One issue is many modern PCs are unable to run hard drives of this size because the original logical block addressing standard (LBA) cannot assign addresses to capacities larger than 2.1TB. The LBA standard was defined by Microsoft and IBM as part of the original DOS standard and it assigns an address to each 512-byte sector, the smallest physical block of data on a hard drive.
Seagate says Long LBA, which increases the number of bytes used to define an LBA address in the command descriptor block is the solution to getting around this problem. Craig believes the LBA issue was never seen as a problem until recent years. "Nobody expected back in 1980 when they set the standard that we'd ever address over 2.1TB."
The Long LBA standard however also requires supporting operating systems which include 64-bit versions of Windows 7 and Vista along with modified versions of Linux.
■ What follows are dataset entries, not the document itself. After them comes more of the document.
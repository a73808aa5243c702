use std::time::Duration;

/// Dial timeout used when none is configured.
pub const DEFAULT_CONNECT_TIMEOUT: Duration = Duration::from_secs(2);
/// Banner read deadline used when none is configured.
pub const DEFAULT_READ_TIMEOUT: Duration = Duration::from_secs(2);
/// Longest banner line accepted, in bytes, excluding the delimiter.
pub const DEFAULT_BANNER_LINE_LIMIT: usize = 1024;

/// Tunables for a scan. Shared read-only by every probe task.
#[derive(Debug, Clone, PartialEq, Eq)]
pub struct ScanConfig {
    /// Upper bound on a single TCP connect.
    pub connect_timeout: Duration,
    /// Deadline for reading the banner line, independent of the dial timeout.
    pub read_timeout: Duration,
    pub banner_line_limit: usize,
    /// Max probe tasks in flight. `None` spawns one task per port with no ceiling.
    pub concurrency: Option<usize>,
}

impl Default for ScanConfig {
    fn default() -> Self {
        Self {
            connect_timeout: DEFAULT_CONNECT_TIMEOUT,
            read_timeout: DEFAULT_READ_TIMEOUT,
            banner_line_limit: DEFAULT_BANNER_LINE_LIMIT,
            concurrency: None,
        }
    }
}

impl ScanConfig {
    pub fn with_timeouts(mut self, connect: Duration, read: Duration) -> Self {
        self.connect_timeout = connect;
        self.read_timeout = read;
        self
    }

    /// Gate dispatch behind a semaphore of `limit` permits. Clamped to at least 1.
    pub fn with_concurrency(mut self, limit: usize) -> Self {
        self.concurrency = Some(limit.max(1));
        self
    }
}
Windows XP is not supported and Seagate warns users may not even be able to see 2.1TB of a 3TB drive. The company's tests have revealed in at least one case only 990MB of a 3TB drive was available to users running Windows XP.
"There's also a GUID partition table (GPT) that needs to be implemented for the master boot record." Craig explains this is necessary because master boot record partitions are currently restricted to 2.1TB as well and a new GPT partition table would be necessary to extend past this.
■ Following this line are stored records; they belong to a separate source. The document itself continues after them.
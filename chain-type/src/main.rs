//! Chain Type CLI
//!
//! Inspects chain family codes and validates chain configuration files.
//!
//! ```sh
//! chain-type list             # Print every code and name
//! chain-type lookup evm       # Resolve a name or code
//! chain-type init             # Generate default config.toml
//! chain-type check            # Validate config.toml
//! ```

mod cmd;
#[cfg(feature = "telemetry")]
mod telemetry;

use clap::Parser;
use cmd::{Cli, Commands};
use dotenvy::dotenv;

#[cfg(feature = "telemetry")]
use crate::telemetry::Telemetry;

#[allow(clippy::print_stderr)]
fn main() {
    dotenv().ok();

    #[cfg(feature = "telemetry")]
    Telemetry::new().with_log_level("warn").register();

    let cli = Cli::parse();

    let result = match cli.command {
        Commands::List { json } => cmd::list::run(json),
        Commands::Lookup { value } => cmd::lookup::run(&value),
        Commands::Init { output, force } => cmd::init::run(&output, force),
        Commands::Check { config } => cmd::check::run(&config),
    };

    if let Err(e) = result {
        eprintln!("Error: {e}");
        std::process::exit(1);
    }
}
//! `chain-type init` command — generate a default TOML configuration file.

use std::fs;
use std::path::Path;

use chain_type::Error;
use chain_type::config::generate_default_config;

/// Execute the `init` command.
///
/// Writes a default TOML configuration template to `output`. Refuses to
/// overwrite an existing file unless `force` is `true`.
///
/// # Errors
///
/// Returns an error if the file already exists (without `--force`) or if
/// writing fails.
#[allow(clippy::print_stderr)]
pub fn run(output: &Path, force: bool) -> Result<(), Error> {
    if output.exists() && !force {
        return Err(Error::config(format!(
            "'{}' already exists, use --force to overwrite",
            output.display()
        )));
    }

    let content = generate_default_config();
    fs::write(output, content)
        .map_err(|e| Error::config_with(format!("failed to write '{}'", output.display()), e))?;

    #[cfg(feature = "telemetry")]
    tracing::info!(path = %output.display(), "default config written");
    eprintln!("Config file written to {}", output.display());
    Ok(())
}

#[cfg(test)]
mod tests {
    use super::*;
    use chain_type::config::load_config;

    #[test]
    fn refuses_to_overwrite_without_force() {
        let path = std::env::temp_dir().join(format!("chain-type-init-{}.toml", std::process::id()));
        run(&path, true).unwrap();
        assert!(matches!(run(&path, false), Err(Error::Config(_))));
        let loaded = load_config(&path);
        std::fs::remove_file(&path).unwrap();
        assert_eq!(loaded.unwrap().chains.len(), chain_type::ChainType::COUNT);
    }
}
Users hoping to have the 3TB as a secondary disk will not find this to be a problem however further issues remain for those who want to boot their OS off a drive of this size.
The master boot record is also a significant part of the standard BIOS setup found in motherboards for several decades now. GPT is a part of the Extensible Firmware Interface (EFI) intended to replace the ASCII-based BIOS. It is managed by the United EFI Forum (UEFI) and it features a larger LBA scheme which allows for enough addresses to be provided for drives over 2.1TB. UEFI however is not the de facto standard for motherboards and only a select number of boards actually feature the UEFI system. Another problem for those who wish to use the 3TB drives in a RAID array will also have to have RAID drivers that support Long LBA.
Seagate will not be able to solve all of these problems themselves and will have to work with other players in the industry to make drives over 2.1TB a practical option for the average user. Craig says the move towards 3TB drives has sparked cooperation with other hard drive manufacturers.
The 3TB enterprise-level drives should be launched towards the end of this year if Seagate's problems get resolved.